Pohlen, 50, was born in Colorado and moved to Chicago in 1990, where he taught in the public schools and published math and science books for kids. On the side, he started a self-published magazine, “Cool Spots,” to showcase little-known alternatives to the state’s “hot spots.” Soon his eagle eye for odd attractions and his breezy writing style got the attention of Chicago Review Press.
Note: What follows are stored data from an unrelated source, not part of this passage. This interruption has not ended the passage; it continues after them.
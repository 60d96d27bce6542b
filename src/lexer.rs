//! Character-level tokenizer.
//!
//! Walks the input by Unicode scalar value and coalesces runs of identical
//! runnable kinds (whitespace, tabs, `#`, `*`, `_`, digits, `-`, backticks and
//! plain text) into single tokens carrying a repeat count.

use crate::token::{Token, TokenKind};

const NULL_REPLACEMENT: char = '\u{FFFD}';

/// Tokenize `text`. Never fails: every character lands in some kind.
pub fn lex(text: &str) -> Vec<Token> {
    let mut tokens: Vec<Token> = Vec::with_capacity(8 + text.len() / 4);
    // Newline character that may still fold with its CR/LF partner
    let mut pending_newline: Option<char> = None;

    for c in text.chars() {
        if c == '\r' || c == '\n' {
            match pending_newline {
                Some(prev) if prev != c => {
                    // CR LF or LF CR
                    pending_newline = None;
                }
                _ => {
                    tokens.push(Token {
                        kind: TokenKind::LineEnd,
                        text: "\n".to_string(),
                        count: 1,
                    });
                    pending_newline = Some(c);
                }
            }
            continue;
        }
        pending_newline = None;

        let c = if c == '\0' { NULL_REPLACEMENT } else { c };
        let kind = TokenKind::classify(c);

        if kind.is_runnable()
            && let Some(last) = tokens.last_mut()
            && last.kind == kind
        {
            last.push(c);
            continue;
        }

        tokens.push(Token::new(kind, c));
    }

    log::trace!("Lexed {} chars into {} tokens", text.len(), tokens.len());
    tokens
}

#[cfg(test)]
mod tests {
    use super::*;

    fn kinds(text: &str) -> Vec<TokenKind> {
        lex(text).into_iter().map(|t| t.kind).collect()
    }

    #[test]
    fn test_empty_input() {
        assert!(lex("").is_empty());
    }

    #[test]
    fn test_whitespace_run_is_coalesced() {
        let tokens = lex("    x");
        assert_eq!(tokens.len(), 2);
        assert_eq!(tokens[0].kind, TokenKind::Whitespace);
        assert_eq!(tokens[0].count, 4);
        assert_eq!(tokens[0].text, " ");
    }

    #[test]
    fn test_digits_accumulate() {
        let tokens = lex("2024.");
        assert_eq!(tokens[0].kind, TokenKind::Digit);
        assert_eq!(tokens[0].text, "2024");
        assert_eq!(tokens[0].count, 4);
        assert_eq!(tokens[1].kind, TokenKind::Dot);
    }

    #[test]
    fn test_text_catch_all_accumulates() {
        let tokens = lex("héllo");
        assert_eq!(tokens.len(), 1);
        assert_eq!(tokens[0].text, "héllo");
        assert_eq!(tokens[0].count, 5);
    }

    #[test]
    fn test_non_runnable_kinds_are_not_merged() {
        assert_eq!(
            kinds("[[.."),
            vec![
                TokenKind::LeftBracket,
                TokenKind::LeftBracket,
                TokenKind::Dot,
                TokenKind::Dot
            ]
        );
    }

    #[test]
    fn test_crlf_folds_into_one_line_end() {
        assert_eq!(
            kinds("a\r\nb"),
            vec![TokenKind::Text, TokenKind::LineEnd, TokenKind::Text]
        );
        assert_eq!(
            kinds("a\n\rb"),
            vec![TokenKind::Text, TokenKind::LineEnd, TokenKind::Text]
        );
    }

    #[test]
    fn test_repeated_newlines_stay_separate() {
        assert_eq!(
            kinds("\n\n"),
            vec![TokenKind::LineEnd, TokenKind::LineEnd]
        );
        assert_eq!(
            kinds("\r\n\r\n"),
            vec![TokenKind::LineEnd, TokenKind::LineEnd]
        );
    }

    #[test]
    fn test_pending_newline_cleared_by_other_char() {
        assert_eq!(
            kinds("\nx\r"),
            vec![TokenKind::LineEnd, TokenKind::Text, TokenKind::LineEnd]
        );
    }

    #[test]
    fn test_null_byte_becomes_replacement_text() {
        let tokens = lex("a\0b");
        assert_eq!(tokens.len(), 1);
        assert_eq!(tokens[0].kind, TokenKind::Text);
        assert_eq!(tokens[0].text, "a\u{FFFD}b");
    }

    #[test]
    fn test_header_line() {
        assert_eq!(
            kinds("## Title\n"),
            vec![
                TokenKind::Hash,
                TokenKind::Whitespace,
                TokenKind::Text,
                TokenKind::LineEnd
            ]
        );
    }
}
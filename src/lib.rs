pub mod config;
pub mod element;
pub mod lexer;
pub mod parser;
pub mod token;

pub use config::Config;
pub use config::ConfigBuilder;
pub use config::OutputFormat;
pub use element::{Element, Tag, dump};
pub use lexer::lex;
pub use parser::{MarkupParser, normalize_list_levels};
pub use token::{Token, TokenKind};

fn init_logger() {
    let _ = env_logger::builder().is_test(true).try_init();
}

/// Parses a token sequence into a flat element stream using the default
/// configuration.
///
/// # Examples
///
/// ```rust
/// use markstream::{lex, parse, dump};
///
/// let tokens = lex("# Heading\n\nSome *text*.");
/// let elements = parse(&tokens);
/// println!("{}", dump(&elements));
/// ```
pub fn parse(tokens: &[Token]) -> Vec<Element> {
    parse_with_config(tokens, &Config::default())
}

pub fn parse_with_config(tokens: &[Token], config: &Config) -> Vec<Element> {
    MarkupParser::new(tokens, config).parse()
}

/// Lexes and parses a Markdown string in one step.
///
/// # Arguments
///
/// * `input` - The Markdown text
/// * `config` - Optional configuration (defaults to default config)
pub fn parse_markdown(input: &str, config: Option<Config>) -> Vec<Element> {
    #[cfg(debug_assertions)]
    {
        init_logger();
    }

    let config = config.unwrap_or_default();
    let tokens = lex(input);
    parse_with_config(&tokens, &config)
}
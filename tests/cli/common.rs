//! Cross-cutting CLI tests (help, version, error handling)

use assert_cmd::cargo::cargo_bin_cmd;
use predicates::prelude::*;

#[test]
fn test_help() {
    cargo_bin_cmd!("markstream")
        .arg("--help")
        .assert()
        .success()
        .stdout(predicate::str::contains("flat element stream"));
}

#[test]
fn test_version() {
    cargo_bin_cmd!("markstream")
        .arg("--version")
        .assert()
        .success()
        .stdout(predicate::str::contains(env!("CARGO_PKG_VERSION")));
}

#[test]
fn test_no_subcommand() {
    cargo_bin_cmd!("markstream")
        .assert()
        .failure()
        .stderr(predicate::str::contains("Usage:"));
}

#[test]
fn test_invalid_subcommand() {
    cargo_bin_cmd!("markstream")
        .arg("invalid")
        .assert()
        .failure()
        .stderr(predicate::str::contains("unrecognized subcommand"));
}

#[test]
fn test_missing_file() {
    cargo_bin_cmd!("markstream")
        .args(["parse", "does-not-exist.md"])
        .assert()
        .failure()
        .stderr(predicate::str::contains("cannot read does-not-exist.md"));
}

#[test]
fn test_invalid_config_is_an_error() {
    let temp_dir = tempfile::TempDir::new().unwrap();
    let config_file = temp_dir.path().join("bad.toml");
    std::fs::write(&config_file, "preformatted_indent = \"four\"\n").unwrap();

    cargo_bin_cmd!("markstream")
        .args(["parse", "--config", config_file.to_str().unwrap()])
        .write_stdin("a")
        .assert()
        .failure()
        .stderr(predicate::str::contains("bad.toml"));
}
//! Post-processing pass that turns raw list indentation widths into
//! zero-based nesting levels.
//!
//! Within each list scope the distinct widths of its items are sorted and
//! every item's level becomes the rank of its width. Nested lists are their
//! own scopes; a list still open at the end of the stream is remapped as if
//! it closed there.

use crate::element::{Element, Tag};

struct Scope {
    /// Indices of the `ListItem` opens owned by this list
    items: Vec<usize>,
}

pub fn normalize_list_levels(elements: &mut [Element]) {
    let mut scopes: Vec<Scope> = Vec::new();

    for i in 0..elements.len() {
        let element = &elements[i];
        if element.tag.is_list() {
            if element.closing {
                if let Some(scope) = scopes.pop() {
                    remap(elements, &scope.items);
                }
            } else {
                scopes.push(Scope { items: Vec::new() });
            }
        } else if element.is_open(Tag::ListItem)
            && let Some(scope) = scopes.last_mut()
        {
            scope.items.push(i);
        }
    }

    while let Some(scope) = scopes.pop() {
        log::trace!("Remapping unclosed list with {} items", scope.items.len());
        remap(elements, &scope.items);
    }
}

fn remap(elements: &mut [Element], items: &[usize]) {
    let mut widths: Vec<usize> = items.iter().map(|&i| elements[i].level).collect();
    widths.sort_unstable();
    widths.dedup();

    for &i in items {
        let rank = widths.binary_search(&elements[i].level).unwrap_or(0);
        elements[i].level = rank;
    }
    log::debug!("Normalized {} list items to {} levels", items.len(), widths.len());
}
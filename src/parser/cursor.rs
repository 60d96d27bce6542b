//! Lookahead and lookbehind over the token sequence.

use crate::token::{Token, TokenKind};

/// True when only whitespace/tabs separate `index` from the start of input or
/// the previous line end.
pub(crate) fn is_beginning_of_line(tokens: &[Token], index: usize) -> bool {
    tokens[..index]
        .iter()
        .rev()
        .find(|t| !t.is_blank())
        .is_none_or(|t| t.kind == TokenKind::LineEnd)
}

/// Width of the whitespace/tab run directly before `index`. Tabs count as one
/// column each.
pub(crate) fn leading_width(tokens: &[Token], index: usize) -> usize {
    tokens[..index]
        .iter()
        .rev()
        .take_while(|t| t.is_blank())
        .map(|t| t.count)
        .sum()
}

pub(crate) fn previous_kind(tokens: &[Token], index: usize) -> Option<TokenKind> {
    index.checked_sub(1).map(|i| tokens[i].kind)
}

pub(crate) fn next_kind(tokens: &[Token], index: usize) -> Option<TokenKind> {
    tokens.get(index + 1).map(|t| t.kind)
}

/// First token after `index` that is not whitespace/tab.
pub(crate) fn next_non_blank(tokens: &[Token], index: usize) -> Option<(usize, TokenKind)> {
    tokens
        .iter()
        .enumerate()
        .skip(index + 1)
        .find(|(_, t)| !t.is_blank())
        .map(|(i, t)| (i, t.kind))
}

/// Whether a list marker (`-`, or digits followed by `.`) is the first
/// non-blank token at or after `index`.
pub(crate) fn starts_list_item(tokens: &[Token], index: usize) -> bool {
    let Some((i, t)) = tokens
        .iter()
        .enumerate()
        .skip(index)
        .find(|(_, t)| !t.is_blank())
    else {
        return false;
    };
    match t.kind {
        TokenKind::Dash => true,
        TokenKind::Digit => next_kind(tokens, i) == Some(TokenKind::Dot),
        _ => false,
    }
}

/// Emphasis runs do not open before, or close after, a space or tab.
pub(crate) fn is_blank_kind(kind: Option<TokenKind>) -> bool {
    matches!(kind, Some(TokenKind::Whitespace | TokenKind::Tab))
}

/// Strikethrough dashes only look at spaces; tabs and line ends flank.
pub(crate) fn is_space_run(kind: Option<TokenKind>) -> bool {
    kind == Some(TokenKind::Whitespace)
}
The magazine evolved into into a series of full-length books, beginning with “Oddball Illinois” in 2001. He’s done 10 states and 12 books so far. (Two are expanded versions of early editions).

He visits every spot in each guide personally. “There are some long weeks of touring around,” he said. “I try do do as much research as I can, but you’d be surprised how much bad information there is out there.”

He is careful to include up-to-date directions, hours and contact information. “I want people to actually go out and see these things, not just do the armchair traveling thing,” he said.

In the Lansing area, besides the giant lugnut, Pohlen took a liking to Joe’s Gizzard City in Potterville. “I was impressed,” he said. “The gizzards were pretty good.”

Other Lansing-area attractions featured in the book are MSU’s Magic Johnson statue, Sparty, the MSU Bug House, Malcolm X boyhood homes, the “moon tree” (grown from a seed that orbited the moon) on the Capitol grounds, and Stevie Wonder’s piano and harmonica at the Michigan Historical Museum. Several Marshall sites are also thrown in: the Honolulu House, the US Postal Service Museum, the Crosswhite Boulder and the American Museum of Magic.

Pohlen even included Potterville in a special “Christmas tour” section of “Oddball Michigan,” referring to the hellish town-that-could-have-been from “It’s a Wonderful Life.” He noted the luckless town’s numerous train derailments and fires, a 1994 earthquake and a lighting strike that killed 22 people. “Potterville might be the kind of town that old man Potter would rule if George Bailey had never lived,” he said.

After every book, Pohlen is besieged by suggestions for places and things he left out. The second editions of his Illinois and Wisconsin book nearly doubled in length.

“I expect the same thing to happen with the Michigan book, and it’s already pretty long,” he said. “It’s a very odd state.”